══ Supplied data ══

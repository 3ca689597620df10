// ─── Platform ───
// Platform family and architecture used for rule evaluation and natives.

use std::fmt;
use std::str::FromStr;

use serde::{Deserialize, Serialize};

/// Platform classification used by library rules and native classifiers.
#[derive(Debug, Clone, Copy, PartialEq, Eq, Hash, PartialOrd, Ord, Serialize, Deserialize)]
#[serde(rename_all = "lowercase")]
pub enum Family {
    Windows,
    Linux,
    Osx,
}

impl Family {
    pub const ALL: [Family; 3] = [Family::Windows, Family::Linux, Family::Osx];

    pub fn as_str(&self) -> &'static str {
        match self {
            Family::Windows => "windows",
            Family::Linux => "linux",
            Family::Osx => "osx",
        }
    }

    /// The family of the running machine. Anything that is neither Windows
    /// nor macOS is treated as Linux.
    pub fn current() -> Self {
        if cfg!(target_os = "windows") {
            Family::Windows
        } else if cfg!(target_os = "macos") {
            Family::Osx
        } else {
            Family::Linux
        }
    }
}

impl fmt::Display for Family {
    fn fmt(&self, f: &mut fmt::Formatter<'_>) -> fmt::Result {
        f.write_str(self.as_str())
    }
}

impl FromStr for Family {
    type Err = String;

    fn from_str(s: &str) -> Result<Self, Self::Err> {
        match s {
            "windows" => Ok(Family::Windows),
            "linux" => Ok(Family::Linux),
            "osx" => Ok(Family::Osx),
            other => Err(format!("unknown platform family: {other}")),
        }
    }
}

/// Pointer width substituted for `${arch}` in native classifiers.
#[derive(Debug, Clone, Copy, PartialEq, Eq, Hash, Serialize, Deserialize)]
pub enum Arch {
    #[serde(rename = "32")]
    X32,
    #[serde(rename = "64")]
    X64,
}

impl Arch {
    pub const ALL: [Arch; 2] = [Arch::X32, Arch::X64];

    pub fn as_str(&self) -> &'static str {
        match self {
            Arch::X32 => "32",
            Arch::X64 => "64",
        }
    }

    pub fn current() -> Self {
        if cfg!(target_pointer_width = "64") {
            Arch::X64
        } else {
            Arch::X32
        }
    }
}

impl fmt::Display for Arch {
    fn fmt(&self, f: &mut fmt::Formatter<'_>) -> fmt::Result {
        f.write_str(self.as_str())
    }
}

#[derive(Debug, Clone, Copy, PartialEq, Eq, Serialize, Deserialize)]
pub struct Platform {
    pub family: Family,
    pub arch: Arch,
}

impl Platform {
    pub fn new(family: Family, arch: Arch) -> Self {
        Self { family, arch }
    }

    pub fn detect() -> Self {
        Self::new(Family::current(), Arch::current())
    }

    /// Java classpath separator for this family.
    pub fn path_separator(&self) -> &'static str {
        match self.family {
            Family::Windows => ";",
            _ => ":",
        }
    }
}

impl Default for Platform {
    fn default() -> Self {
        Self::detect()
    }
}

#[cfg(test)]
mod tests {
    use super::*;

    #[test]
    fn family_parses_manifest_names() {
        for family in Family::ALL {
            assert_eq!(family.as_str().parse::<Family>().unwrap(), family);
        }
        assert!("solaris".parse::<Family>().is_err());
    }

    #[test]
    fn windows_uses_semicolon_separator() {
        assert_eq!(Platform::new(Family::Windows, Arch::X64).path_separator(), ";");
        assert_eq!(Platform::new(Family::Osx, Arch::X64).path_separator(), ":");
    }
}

═══
══ Supplied data ══

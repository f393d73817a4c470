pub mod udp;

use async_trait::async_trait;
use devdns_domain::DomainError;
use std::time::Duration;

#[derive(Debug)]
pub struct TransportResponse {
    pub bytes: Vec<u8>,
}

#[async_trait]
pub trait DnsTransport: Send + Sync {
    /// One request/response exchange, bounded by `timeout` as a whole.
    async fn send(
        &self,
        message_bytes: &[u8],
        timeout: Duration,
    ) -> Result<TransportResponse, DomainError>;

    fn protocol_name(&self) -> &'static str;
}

═══
══ Supplied data ══

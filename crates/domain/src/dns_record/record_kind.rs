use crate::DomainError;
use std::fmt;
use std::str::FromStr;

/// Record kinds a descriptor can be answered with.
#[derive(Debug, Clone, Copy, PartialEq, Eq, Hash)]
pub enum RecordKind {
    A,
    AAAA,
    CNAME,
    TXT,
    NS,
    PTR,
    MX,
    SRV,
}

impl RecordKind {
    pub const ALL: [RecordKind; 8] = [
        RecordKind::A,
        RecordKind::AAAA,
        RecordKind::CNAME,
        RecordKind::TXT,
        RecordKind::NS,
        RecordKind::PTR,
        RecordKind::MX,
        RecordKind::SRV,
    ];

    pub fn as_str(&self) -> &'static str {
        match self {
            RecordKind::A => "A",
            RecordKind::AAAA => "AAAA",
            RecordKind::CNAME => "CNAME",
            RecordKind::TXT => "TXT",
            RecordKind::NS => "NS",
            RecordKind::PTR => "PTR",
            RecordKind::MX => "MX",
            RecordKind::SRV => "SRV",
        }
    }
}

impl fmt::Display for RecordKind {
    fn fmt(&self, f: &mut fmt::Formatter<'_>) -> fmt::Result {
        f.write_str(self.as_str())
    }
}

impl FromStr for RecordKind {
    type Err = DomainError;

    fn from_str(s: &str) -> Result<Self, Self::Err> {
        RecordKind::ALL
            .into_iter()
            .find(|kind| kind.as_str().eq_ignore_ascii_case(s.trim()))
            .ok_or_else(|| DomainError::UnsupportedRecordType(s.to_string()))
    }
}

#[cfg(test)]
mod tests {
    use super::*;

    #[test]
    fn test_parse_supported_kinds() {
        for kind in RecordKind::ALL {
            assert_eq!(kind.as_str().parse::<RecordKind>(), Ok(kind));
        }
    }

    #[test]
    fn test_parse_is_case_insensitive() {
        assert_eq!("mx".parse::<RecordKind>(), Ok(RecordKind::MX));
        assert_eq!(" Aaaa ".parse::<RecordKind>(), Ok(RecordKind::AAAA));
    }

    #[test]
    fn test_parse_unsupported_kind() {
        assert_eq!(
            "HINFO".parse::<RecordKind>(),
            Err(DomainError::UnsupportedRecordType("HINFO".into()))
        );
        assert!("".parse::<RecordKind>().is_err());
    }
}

═══

*Work item*.
The answer must be all the lines above that hold the word "Copy".

*Response box*.
#[derive(Debug, Clone, Copy, PartialEq, Eq, Hash, PartialOrd, Ord, Serialize, Deserialize)]
#[derive(Debug, Clone, Copy, PartialEq, Eq, Hash, Serialize, Deserialize)]
#[derive(Debug, Clone, Copy, PartialEq, Eq, Serialize, Deserialize)]
#[derive(Debug, Clone, Copy, PartialEq, Eq, Hash)]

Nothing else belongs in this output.